Footage was screened at the 2012 Cannes Film Festival. Refn drew a connection between Only God Forgives and Drive, saying that "[Only God Forgives] is very much a continuation of that language"—"[i]t's based on real emotions, but set in a heightened reality. It's a fairy tale."

==Reception==
The film received a very divided response at its Cannes press screening; it was booed by many of the audience of journalists and critics while also receiving a standing ovation.
It received a mixed response from mainstream critics: review aggregator Rotten Tomatoes gives the film a score of 41% based on reviews from 166 critics, with a weighted average of 5.4/10. The site's consensus states: "Director Refn remains as visually stylish as ever, but Only God Forgives fails to add enough narrative smarts or relatable characters to ground its beautifully filmed depravity." Metacritic assigns the film a weighted average rating of 37 out of 100 based on the reviews of 39 professional critics, indicating "generally unfavorable reviews".

Robbie Collin of The Daily Telegraph reflected concerns over the film in a three out of five star review. "The film's characters are non-people; the things they say to each other are non-conversations, the events they enact are non-drama," he wrote.
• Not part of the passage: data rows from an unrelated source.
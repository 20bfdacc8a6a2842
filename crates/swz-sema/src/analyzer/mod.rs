//! The semantic analyzer.
//!
//! A multi-pass traversal of the AST: declaration/symbol resolution with a
//! lazy-declaration table for forward references, bottom-up type inference
//! with contextual types threaded top-down, and a final protocol-conformance
//! sweep. Annotations land in `NodeId`-keyed side tables; the tree itself is
//! never mutated.

mod conformance;
mod decl;
mod infer;
mod init_flow;
mod stmt;

pub use init_flow::TracerKind;

use crate::registry::SymbolRegistry;
use crate::scope::ScopeId;
use crate::symbol::{MemberFilter, Symbol, SymbolFlags, SymbolId};
use crate::types::{TypeCategory, TypeId};
use init_flow::InitFrame;
use rustc_hash::{FxHashMap, FxHashSet};
use std::collections::VecDeque;
use std::rc::Rc;
use swz_common::diagnostics::{Diagnostic, diagnostic_codes as codes};
use swz_common::limits::MAX_NESTING_DEPTH;
use swz_common::span::Span;
use swz_parser::ast::{Decl, NodeId, Program};
use tracing::debug;

/// Implicit conversions recorded during inference instead of rewriting the
/// tree.
#[derive(Clone, Copy, Debug, PartialEq, Eq)]
pub enum ImplicitConversion {
    /// Wrap the expression `n` times as `Optional.Some(…)`.
    OptionalWrap(u32),
    /// A bare member reference reads through `self`.
    ImplicitSelf,
}

/// One leaf binding produced by destructuring a tuple pattern.
#[derive(Clone, Debug)]
pub struct TupleExtraction {
    pub name: String,
    /// Compiler-introduced temporary holding the whole tuple value.
    pub temp: String,
    /// Positional member-access chain from the temporary to the leaf.
    pub indices: Vec<usize>,
    pub ty: TypeId,
    pub readonly: bool,
}

/// Side tables written by the analyzer, keyed by `NodeId`.
#[derive(Default)]
pub struct Annotations {
    pub expr_types: FxHashMap<NodeId, TypeId>,
    pub implicit_conversions: FxHashMap<NodeId, ImplicitConversion>,
    pub resolved_symbols: FxHashMap<NodeId, SymbolId>,
    /// Keyed by the `Binding` node that contained the tuple pattern.
    pub tuple_expansions: FxHashMap<NodeId, Vec<TupleExtraction>>,
}

pub struct AnalysisResult {
    pub diagnostics: Vec<Diagnostic>,
    pub annotations: Annotations,
}

/// Information about the function body being analyzed.
#[derive(Clone, Debug)]
pub(crate) struct CurrentFunction {
    pub name: String,
    pub return_type: TypeId,
    pub is_static: bool,
    /// Instance method of the current type.
    pub is_member: bool,
}

#[derive(Default)]
pub(crate) struct Ctx {
    pub current_type: Option<TypeId>,
    pub current_extension: Option<TypeId>,
    pub current_function: Option<CurrentFunction>,
    pub contextual_type: Option<TypeId>,
    pub num_temporaries: u32,
}

pub struct SemanticAnalyzer<'a> {
    pub(crate) registry: &'a mut SymbolRegistry,
    pub(crate) file_name: String,
    pub(crate) diagnostics: Vec<Diagnostic>,
    pub(crate) annotations: Annotations,
    /// Declarations deferred by name until used or until the program walk
    /// completes.
    pub(crate) lazy_declarations: FxHashMap<String, VecDeque<Rc<Decl>>>,
    /// Names being lazily declared right now; a re-entry is a cycle.
    pub(crate) lazy_visiting: FxHashSet<String>,
    pub(crate) lazy_enabled: bool,
    pub(crate) ctx: Ctx,
    pub(crate) init_frames: Vec<InitFrame>,
    /// Nominal types whose declared conformances are verified after all
    /// declarations are analyzed.
    pub(crate) conformance_queue: Vec<(TypeId, Vec<(TypeId, Span)>)>,
    /// Stored properties per nominal type, with default-value presence, in
    /// declaration order; drives initializer synthesis.
    pub(crate) stored_fields: FxHashMap<TypeId, Vec<(String, TypeId, bool)>>,
    pub(crate) depth: usize,
    depth_exceeded: bool,
}

impl<'a> SemanticAnalyzer<'a> {
    #[must_use]
    pub fn new(registry: &'a mut SymbolRegistry, file_name: &str) -> Self {
        Self {
            registry,
            file_name: file_name.to_string(),
            diagnostics: Vec::new(),
            annotations: Annotations::default(),
            lazy_declarations: FxHashMap::default(),
            lazy_visiting: FxHashSet::default(),
            lazy_enabled: true,
            ctx: Ctx::default(),
            init_frames: Vec::new(),
            conformance_queue: Vec::new(),
            stored_fields: FxHashMap::default(),
            depth: 0,
            depth_exceeded: false,
        }
    }

    /// Analyze a whole translation unit.
    pub fn run(&mut self, program: &Program) {
        self.init_frames.push(InitFrame::new(TracerKind::Sequence));

        // Pass 1 entry: top-level types and functions defer; everything else
        // analyzes in order.
        for stmt in &program.statements {
            if let swz_parser::ast::Stmt::Decl(decl) = stmt {
                if self.should_delay(decl) {
                    self.delay_declare(decl.clone());
                    continue;
                }
            }
            self.visit_stmt(stmt);
        }

        // Drain the remaining lazy declarations in a deterministic order.
        self.lazy_enabled = false;
        loop {
            let mut names: Vec<String> = self.lazy_declarations.keys().cloned().collect();
            if names.is_empty() {
                break;
            }
            names.sort();
            for name in names {
                self.declare_immediately(&name);
            }
        }

        self.check_conformances();
        self.init_frames.pop();
        self.diagnostics.sort_by_key(|d| d.span.start);
    }

    #[must_use]
    pub fn into_result(self) -> AnalysisResult {
        AnalysisResult {
            diagnostics: self.diagnostics,
            annotations: self.annotations,
        }
    }

    // -------------------------------------------------------------------------
    // Lazy declaration table
    // -------------------------------------------------------------------------

    fn should_delay(&self, decl: &Decl) -> bool {
        matches!(
            decl,
            Decl::Function(_)
                | Decl::Struct(_)
                | Decl::Class(_)
                | Decl::Enum(_)
                | Decl::Protocol(_)
                | Decl::TypeAlias(_)
        ) && decl.name().is_some()
    }

    pub(crate) fn delay_declare(&mut self, decl: Rc<Decl>) {
        let Some(name) = decl.name().map(str::to_string) else {
            return;
        };
        debug!(name = %name, "deferring declaration");
        self.lazy_declarations.entry(name).or_default().push_back(decl);
    }

    /// Drain the lazy bucket for `name`, re-entering the file scope. Cycles
    /// are reported instead of recursing forever.
    pub(crate) fn declare_immediately(&mut self, name: &str) {
        if !self.lazy_declarations.contains_key(name) {
            return;
        }
        if self.lazy_visiting.contains(name) {
            self.error(
                codes::E_CIRCULAR_REFERENCE_1,
                Span::dummy(),
                vec![name.to_string()],
            );
            self.lazy_declarations.remove(name);
            return;
        }
        let Some(mut bucket) = self.lazy_declarations.remove(name) else {
            return;
        };
        debug!(name = %name, count = bucket.len(), "declaring immediately");
        self.lazy_visiting.insert(name.to_string());
        let saved_scope = self.registry.current_scope();
        let file = self.registry.file_scope();
        self.registry.set_current_scope(file);
        while let Some(decl) = bucket.pop_front() {
            self.visit_decl(&decl);
        }
        self.registry.set_current_scope(saved_scope);
        self.lazy_visiting.remove(name);
    }

    // -------------------------------------------------------------------------
    // Diagnostics and guards
    // -------------------------------------------------------------------------

    pub(crate) fn error(&mut self, code: u32, span: Span, args: Vec<String>) {
        self.diagnostics
            .push(Diagnostic::error(code, self.file_name.clone(), span, args));
    }

    pub(crate) fn warning(&mut self, code: u32, span: Span, args: Vec<String>) {
        self.diagnostics
            .push(Diagnostic::warning(code, self.file_name.clone(), span, args));
    }

    pub(crate) fn enter_nesting(&mut self, span: Span) -> bool {
        self.depth += 1;
        if self.depth > MAX_NESTING_DEPTH {
            if !self.depth_exceeded {
                self.depth_exceeded = true;
                self.error(codes::E_NESTING_TOO_DEEP, span, vec![]);
            }
            return false;
        }
        true
    }

    pub(crate) fn leave_nesting(&mut self) {
        self.depth = self.depth.saturating_sub(1);
    }

    /// Run `f` in a fresh child scope; the previous scope is restored on all
    /// paths.
    pub(crate) fn with_scope<T>(
        &mut self,
        owner: Option<NodeId>,
        f: impl FnOnce(&mut Self) -> T,
    ) -> T {
        let saved = self.registry.current_scope();
        self.registry.enter_scope(owner);
        let result = f(self);
        self.registry.set_current_scope(saved);
        result
    }

    pub(crate) fn placeholder(&self) -> TypeId {
        self.registry.types.placeholder()
    }

    // -------------------------------------------------------------------------
    // Lookups that drive lazy declaration
    // -------------------------------------------------------------------------

    pub(crate) fn lookup_symbol_lazily(&mut self, name: &str) -> Option<(SymbolId, ScopeId)> {
        if let Some(found) = self.registry.lookup_symbol(name) {
            return Some(found);
        }
        self.declare_immediately(name);
        self.registry.lookup_symbol(name)
    }

    pub(crate) fn lookup_type_lazily(&mut self, name: &str) -> Option<TypeId> {
        if let Some(found) = self.registry.lookup_type(name) {
            return Some(found);
        }
        self.declare_immediately(name);
        self.registry.lookup_type(name)
    }

    // -------------------------------------------------------------------------
    // Member lookup
    // -------------------------------------------------------------------------

    /// Find a member on a type: declared members first, then extensions
    /// registered in the file scope, then the class parent chain.
    pub(crate) fn get_member_from_type(
        &self,
        ty: TypeId,
        name: &str,
        filter: MemberFilter,
    ) -> Option<(SymbolId, TypeId)> {
        let resolved = self.registry.types.resolve_alias(ty);
        let subject = self
            .registry
            .types
            .specialization_base(resolved)
            .unwrap_or(resolved);

        let direct = if filter.contains(MemberFilter::STATIC) {
            self.registry.types.get_declared_static_member(subject, name)
        } else {
            self.registry.types.get_declared_member(subject, name)
        };
        if let Some(sym) = direct {
            return Some((sym, ty));
        }

        if filter.contains(MemberFilter::IN_EXTENSION) {
            let type_name = self.registry.types.get(subject).name.clone();
            for &ext in self.registry.get_extensions(&type_name) {
                let found = if filter.contains(MemberFilter::STATIC) {
                    self.registry.types.get_declared_static_member(ext, name)
                } else {
                    self.registry.types.get_declared_member(ext, name)
                };
                if let Some(sym) = found {
                    return Some((sym, ty));
                }
            }
        }

        if filter.contains(MemberFilter::RECURSIVE) {
            if let Some(parent) = self.registry.types.get(subject).parent {
                return self.get_member_from_type(parent, name, filter);
            }
        }
        None
    }

    /// All function symbols reachable under `name`, walking every scope when
    /// `all_scopes` is set. The flag mask filters by fixity.
    pub(crate) fn all_functions(
        &mut self,
        name: &str,
        mask: SymbolFlags,
        all_scopes: bool,
    ) -> Vec<SymbolId> {
        self.declare_immediately(name);
        let mut result = Vec::new();
        let mut scope = Some(self.registry.current_scope());
        while let Some(id) = scope {
            if let Some(&sym) = self.registry.scopes.get(id).values.get(name) {
                match self.registry.symbols.get(sym) {
                    Symbol::Overloaded { functions, .. } => {
                        for &f in functions {
                            if self.registry.symbols.flags(f).contains(mask) {
                                result.push(f);
                            }
                        }
                    }
                    Symbol::Function { .. } => {
                        if self.registry.symbols.flags(sym).contains(mask) {
                            result.push(sym);
                        }
                    }
                    Symbol::Placeholder { ty, .. } => {
                        let ty = *ty;
                        if self.registry.types.get(ty).category == TypeCategory::Function {
                            result.push(sym);
                        }
                    }
                    Symbol::Type(_) => {
                        result.push(sym);
                    }
                }
                if !all_scopes {
                    break;
                }
            }
            scope = self.registry.scopes.get(id).parent;
        }
        result
    }

    pub(crate) fn fresh_temp_name(&mut self) -> String {
        let name = format!("#{}", self.ctx.num_temporaries);
        self.ctx.num_temporaries += 1;
        name
    }
}

/// Analyze a translation unit against a bootstrapped registry.
#[must_use]
pub fn analyze(program: &Program, registry: &mut SymbolRegistry) -> Vec<Diagnostic> {
    let mut analyzer = SemanticAnalyzer::new(registry, "<unit>");
    analyzer.run(program);
    analyzer.into_result().diagnostics
}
But he praised Refn for following up his commercially successful film Drive with "...this abstruse, neon-dunked nightmare that spits in the face of coherence and flicks at the earlobes of good taste".
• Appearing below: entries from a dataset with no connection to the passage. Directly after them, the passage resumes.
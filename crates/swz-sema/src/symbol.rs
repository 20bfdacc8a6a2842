//! Symbols: named entities in the value namespace.
//!
//! A name may map to a nominal type, a placeholder (variable, constant,
//! property, or parameter), a single function, or an overload set; the sum
//! lives at the symbol level rather than in separate namespaces.

use crate::types::TypeId;
use bitflags::bitflags;
use swz_parser::ast::NodeId;

/// Handle to a symbol in the arena.
#[derive(Clone, Copy, Debug, PartialEq, Eq, Hash, PartialOrd, Ord)]
pub struct SymbolId(pub u32);

bitflags! {
    #[derive(Clone, Copy, Debug, Default, PartialEq, Eq)]
    pub struct SymbolFlags: u32 {
        const READABLE     = 1 << 0;
        const WRITABLE     = 1 << 1;
        const INITIALIZED  = 1 << 2;
        /// Being initialized right now; a read in this state is
        /// `let x = x + 1`.
        const INITIALIZING = 1 << 3;
        const MEMBER       = 1 << 4;
        const STATIC       = 1 << 5;
        const PREFIX       = 1 << 6;
        const POSTFIX      = 1 << 7;
        const INFIX        = 1 << 8;
        /// Declared in an extension.
        const EXTENSION    = 1 << 9;
        /// Compiler-introduced temporary.
        const TEMPORARY    = 1 << 10;
    }
}

bitflags! {
    /// Member lookup filter.
    #[derive(Clone, Copy, Debug, Default, PartialEq, Eq)]
    pub struct MemberFilter: u32 {
        /// Static members instead of instance members.
        const STATIC        = 1 << 0;
        /// Walk the class parent chain.
        const RECURSIVE     = 1 << 1;
        /// Fall back to extensions registered in the file scope.
        const IN_EXTENSION  = 1 << 2;
    }
}

#[derive(Clone, Copy, Debug, PartialEq, Eq)]
pub enum PlaceholderRole {
    Variable,
    Constant,
    Property,
    Parameter,
}

#[derive(Clone, Debug)]
pub enum Symbol {
    /// A nominal type used as a value-namespace symbol.
    Type(TypeId),
    Placeholder {
        name: String,
        ty: TypeId,
        role: PlaceholderRole,
        flags: SymbolFlags,
    },
    Function {
        name: String,
        ty: TypeId,
        flags: SymbolFlags,
        decl: Option<NodeId>,
    },
    /// Functions sharing a name, distinguished by function type.
    Overloaded {
        name: String,
        functions: Vec<SymbolId>,
    },
}

#[derive(Default)]
pub struct SymbolArena {
    symbols: Vec<Symbol>,
}

impl SymbolArena {
    #[must_use]
    pub fn new() -> Self {
        Self::default()
    }

    pub fn alloc(&mut self, symbol: Symbol) -> SymbolId {
        let id = SymbolId(u32::try_from(self.symbols.len()).unwrap_or(u32::MAX));
        self.symbols.push(symbol);
        id
    }

    #[must_use]
    pub fn get(&self, id: SymbolId) -> &Symbol {
        &self.symbols[id.0 as usize]
    }

    pub fn get_mut(&mut self, id: SymbolId) -> &mut Symbol {
        &mut self.symbols[id.0 as usize]
    }

    #[must_use]
    pub fn name(&self, id: SymbolId) -> &str {
        match self.get(id) {
            Symbol::Type(_) => "",
            Symbol::Placeholder { name, .. }
            | Symbol::Function { name, .. }
            | Symbol::Overloaded { name, .. } => name,
        }
    }

    #[must_use]
    pub fn flags(&self, id: SymbolId) -> SymbolFlags {
        match self.get(id) {
            Symbol::Placeholder { flags, .. } | Symbol::Function { flags, .. } => *flags,
            _ => SymbolFlags::empty(),
        }
    }

    pub fn set_flags(&mut self, id: SymbolId, set: SymbolFlags, on: bool) {
        if let Symbol::Placeholder { flags, .. } | Symbol::Function { flags, .. } =
            self.get_mut(id)
        {
            if on {
                flags.insert(set);
            } else {
                flags.remove(set);
            }
        }
    }

    #[must_use]
    pub fn has_flags(&self, id: SymbolId, mask: SymbolFlags) -> bool {
        self.flags(id).contains(mask)
    }

    /// The value type of a symbol: a placeholder's declared type, a
    /// function's function type, or `None` for overload sets and types.
    #[must_use]
    pub fn value_type(&self, id: SymbolId) -> Option<TypeId> {
        match self.get(id) {
            Symbol::Placeholder { ty, .. } | Symbol::Function { ty, .. } => Some(*ty),
            _ => None,
        }
    }
}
Peter Bradshaw of The Guardian gave it five out of five stars, calling it gripping and praising the "pure formal brilliance" of every scene and frame, though he notes that it will "have people running for the exits, and running for the hills" with its extreme violence. In an alternative review published in The Guardian, John Patterson was highly critical of the film, citing its lack of originality and the low degree of focus on plot: "Somewhere in here is a story that Refn can hardly be bothered to tell... I feel the ghosts of other movies—his influences, his inspirations—crowding in on his own work, suffocating him, and somehow leaving less of him on screen."
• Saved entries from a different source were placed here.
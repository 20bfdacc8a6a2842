mod common;

use common::{analyze_source, binding_type_name, codes_of, diagnostics};
use swz_common::diagnostics::diagnostic_codes as codes;

#[test]
fn literals_default_to_canonical_types() {
    let analyzed = analyze_source(
        "let a = 1\nlet b = 2.5\nlet c = \"s\"\nlet d = true\nlet e = (1, true)",
    );
    assert!(analyzed.result.diagnostics.is_empty());
    assert_eq!(binding_type_name(&analyzed, "a"), "Int");
    assert_eq!(binding_type_name(&analyzed, "b"), "Double");
    assert_eq!(binding_type_name(&analyzed, "c"), "String");
    assert_eq!(binding_type_name(&analyzed, "d"), "Bool");
    assert_eq!(binding_type_name(&analyzed, "e"), "(Int, Bool)");
}

#[test]
fn integer_literal_adopts_contextual_numeric_type() {
    let analyzed = analyze_source("let a : Double = 1\nlet b : Int8 = 1");
    assert!(analyzed.result.diagnostics.is_empty());
    assert_eq!(binding_type_name(&analyzed, "a"), "Double");
    assert_eq!(binding_type_name(&analyzed, "b"), "Int8");
}

#[test]
fn collection_literals_infer_element_types() {
    let analyzed = analyze_source("let xs = [1, 2, 3]\nlet d = [\"k\" : 1]");
    assert!(analyzed.result.diagnostics.is_empty());
    assert_eq!(binding_type_name(&analyzed, "xs"), "Array<Int>");
    assert_eq!(binding_type_name(&analyzed, "d"), "Dictionary<String, Int>");
}

#[test]
fn empty_collections_take_the_contextual_type() {
    let analyzed = analyze_source("let xs : Array<Int> = []\nlet d : Dictionary<String, Int> = [:]");
    assert!(analyzed.result.diagnostics.is_empty());
    assert_eq!(binding_type_name(&analyzed, "xs"), "Array<Int>");
    assert_eq!(binding_type_name(&analyzed, "d"), "Dictionary<String, Int>");
}

#[test]
fn binary_operators_resolve_over_builtin_overloads() {
    let analyzed = analyze_source("let a = 1 + 2\nlet b = 1.5 + 2.5\nlet c = 1 < 2\nlet d = true && false");
    assert!(analyzed.result.diagnostics.is_empty());
    assert_eq!(binding_type_name(&analyzed, "a"), "Int");
    assert_eq!(binding_type_name(&analyzed, "b"), "Double");
    assert_eq!(binding_type_name(&analyzed, "c"), "Bool");
    assert_eq!(binding_type_name(&analyzed, "d"), "Bool");
}

#[test]
fn prefix_operators_resolve_by_fixity() {
    let analyzed = analyze_source("let a = -3\nlet b = !true");
    assert!(analyzed.result.diagnostics.is_empty());
    assert_eq!(binding_type_name(&analyzed, "a"), "Int");
    assert_eq!(binding_type_name(&analyzed, "b"), "Bool");
}

#[test]
fn overload_resolution_prefers_exact_matches() {
    let source = "func f(x : Int) -> Int {\n    return x\n}\n\
                  func f(x : Double) -> Double {\n    return x\n}\n\
                  let r = f(1)\nlet s = f(2.5)";
    let analyzed = analyze_source(source);
    assert!(analyzed.result.diagnostics.is_empty());
    assert_eq!(binding_type_name(&analyzed, "r"), "Int");
    assert_eq!(binding_type_name(&analyzed, "s"), "Double");
}

#[test]
fn overload_resolution_is_deterministic_across_runs() {
    let source = "func f(x : Int) -> Int {\n    return x\n}\n\
                  func f(x : Double) -> Double {\n    return x\n}\n\
                  let r = f(1)";
    for _ in 0..4 {
        let analyzed = analyze_source(source);
        assert!(analyzed.result.diagnostics.is_empty());
        assert_eq!(binding_type_name(&analyzed, "r"), "Int");
    }
}

#[test]
fn equal_fit_scores_are_ambiguous() {
    let source = "func g(x : Int) -> Int {\n    return x\n}\n\
                  func g(x : Int) -> Double {\n    return 2.5\n}\n\
                  let r = g(1)";
    let diags = diagnostics(source);
    assert!(codes_of(&diags).contains(&codes::E_AMBIGUOUS_USE_1));
}

#[test]
fn external_argument_labels_must_match() {
    let source = "func greet(name s : String) -> String {\n    return s\n}\n\
                  let a = greet(name: \"x\")";
    assert!(diagnostics(source).is_empty());

    let source = "func greet(name s : String) -> String {\n    return s\n}\n\
                  let a = greet(\"x\")";
    let diags = diagnostics(source);
    assert!(codes_of(&diags).contains(&codes::E_CANNOT_INVOKE_A_WITH_AN_ARGUMENT_LIST_OF_TYPE_B_2));
}

#[test]
fn member_access_resolves_through_builtin_members() {
    let analyzed = analyze_source(
        "let ok = \"abc\".hasPrefix(\"a\")\nlet n = [1, 2].count\nlet v = [1, 2][0]",
    );
    assert!(analyzed.result.diagnostics.is_empty());
    assert_eq!(binding_type_name(&analyzed, "ok"), "Bool");
    assert_eq!(binding_type_name(&analyzed, "n"), "Int");
    assert_eq!(binding_type_name(&analyzed, "v"), "Int");
}

#[test]
fn dictionary_subscript_yields_an_optional() {
    let analyzed = analyze_source("let d = [\"k\" : 1]\nlet v = d[\"k\"]");
    assert!(analyzed.result.diagnostics.is_empty());
    assert_eq!(binding_type_name(&analyzed, "v"), "Optional<Int>");
}

#[test]
fn unknown_member_is_reported_with_type_and_name() {
    let diags = diagnostics("let x = \"abc\".missing");
    assert_eq!(diags.len(), 1);
    assert_eq!(diags[0].code, codes::E_DOES_NOT_HAVE_A_MEMBER_2);
    assert_eq!(diags[0].args, vec!["String", "missing"]);
}

#[test]
fn tuple_positional_access_takes_element_types() {
    let analyzed = analyze_source("let t = (1, true)\nlet a = t.0\nlet b = t.1");
    assert!(analyzed.result.diagnostics.is_empty());
    assert_eq!(binding_type_name(&analyzed, "a"), "Int");
    assert_eq!(binding_type_name(&analyzed, "b"), "Bool");
}

#[test]
fn generic_struct_members_specialize_per_instance() {
    let source = "struct Box<T> {\n    var value : T\n    func get() -> T {\n        return value\n    }\n}\n\
                  let b = Box<Int>(value: 1)\nlet v = b.get()\nlet w = b.value";
    let analyzed = analyze_source(source);
    assert!(
        analyzed.result.diagnostics.is_empty(),
        "{:?}",
        analyzed.result.diagnostics
    );
    assert_eq!(binding_type_name(&analyzed, "b"), "Box<Int>");
    assert_eq!(binding_type_name(&analyzed, "v"), "Int");
    assert_eq!(binding_type_name(&analyzed, "w"), "Int");
}

#[test]
fn memberwise_initializer_uses_field_labels_in_order() {
    let source = "struct Size {\n    var width : Int\n    var height : Int\n}\n\
                  let s = Size(width: 1, height: 2)";
    let analyzed = analyze_source(source);
    assert!(analyzed.result.diagnostics.is_empty());
    assert_eq!(binding_type_name(&analyzed, "s"), "Size");

    // Unlabeled arguments do not match the memberwise initializer.
    let source = "struct Size {\n    var width : Int\n    var height : Int\n}\n\
                  let s = Size(1, 2)";
    let diags = diagnostics(source);
    assert!(codes_of(&diags).contains(&codes::E_CANNOT_INVOKE_A_WITH_AN_ARGUMENT_LIST_OF_TYPE_B_2));
}

#[test]
fn fully_defaulted_struct_gets_a_zero_argument_initializer() {
    let source = "struct Point {\n    var x : Int = 0\n    var y : Int = 0\n}\nlet p = Point()";
    let analyzed = analyze_source(source);
    assert!(analyzed.result.diagnostics.is_empty());
    assert_eq!(binding_type_name(&analyzed, "p"), "Point");
}

#[test]
fn implicit_self_is_recorded_for_bare_member_reads() {
    let source = "class Counter {\n    var count : Int = 0\n    func bump() {\n        count = count + 1\n    }\n}";
    let analyzed = analyze_source(source);
    assert!(
        analyzed.result.diagnostics.is_empty(),
        "{:?}",
        analyzed.result.diagnostics
    );
    let selfs = analyzed
        .result
        .annotations
        .implicit_conversions
        .values()
        .filter(|c| matches!(c, swz_sema::ImplicitConversion::ImplicitSelf))
        .count();
    assert!(selfs >= 1, "expected an implicit-self annotation");
}

#[test]
fn extension_members_are_found_at_lookup_time() {
    let source = "extension Int {\n    func doubled() -> Int {\n        return self * 2\n    }\n}\n\
                  let x = 4.doubled()";
    let analyzed = analyze_source(source);
    assert!(
        analyzed.result.diagnostics.is_empty(),
        "{:?}",
        analyzed.result.diagnostics
    );
    assert_eq!(binding_type_name(&analyzed, "x"), "Int");
}

#[test]
fn methods_resolve_through_the_class_parent_chain() {
    let source = "class Base {\n    func ping() -> Int {\n        return 1\n    }\n}\n\
                  class Derived : Base {\n}\n\
                  let d = Derived()\nlet p = d.ping()";
    let analyzed = analyze_source(source);
    assert!(
        analyzed.result.diagnostics.is_empty(),
        "{:?}",
        analyzed.result.diagnostics
    );
    assert_eq!(binding_type_name(&analyzed, "p"), "Int");
}

#[test]
fn is_and_as_produce_bool_and_target_types() {
    let analyzed = analyze_source("let x = 1\nlet a = x is Int\nlet b = x as? Double");
    assert!(analyzed.result.diagnostics.is_empty());
    assert_eq!(binding_type_name(&analyzed, "a"), "Bool");
    assert_eq!(binding_type_name(&analyzed, "b"), "Optional<Double>");
}

#[test]
fn string_interpolation_is_a_string() {
    let analyzed = analyze_source("let n = 3\nlet s = \"n=\\(n + 1)\"");
    assert!(analyzed.result.diagnostics.is_empty());
    assert_eq!(binding_type_name(&analyzed, "s"), "String");
}

#[test]
fn user_operator_function_resolves_after_declaration() {
    let source = "operator infix ** { associativity right precedence 160 }\n\
                  func **(base : Int, power : Int) -> Int {\n    return 1\n}\n\
                  let r = 2 ** 3";
    let analyzed = analyze_source(source);
    assert!(
        analyzed.result.diagnostics.is_empty(),
        "{:?}",
        analyzed.result.diagnostics
    );
    assert_eq!(binding_type_name(&analyzed, "r"), "Int");
}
Bill Gibron of PopMatters wrote "David Lynch must be laughing. If he had created something like Only God Forgives, substituting his own quirky casting for the rather staid choices made by actual director Nicolas Winding Refn, he would have walked away from Cannes 2013 with yet another Palme d'Or, another notch in his already sizeable artistic belt, and the kind of critical appreciation that only comes when a proven auteur once again establishes his creative credentials."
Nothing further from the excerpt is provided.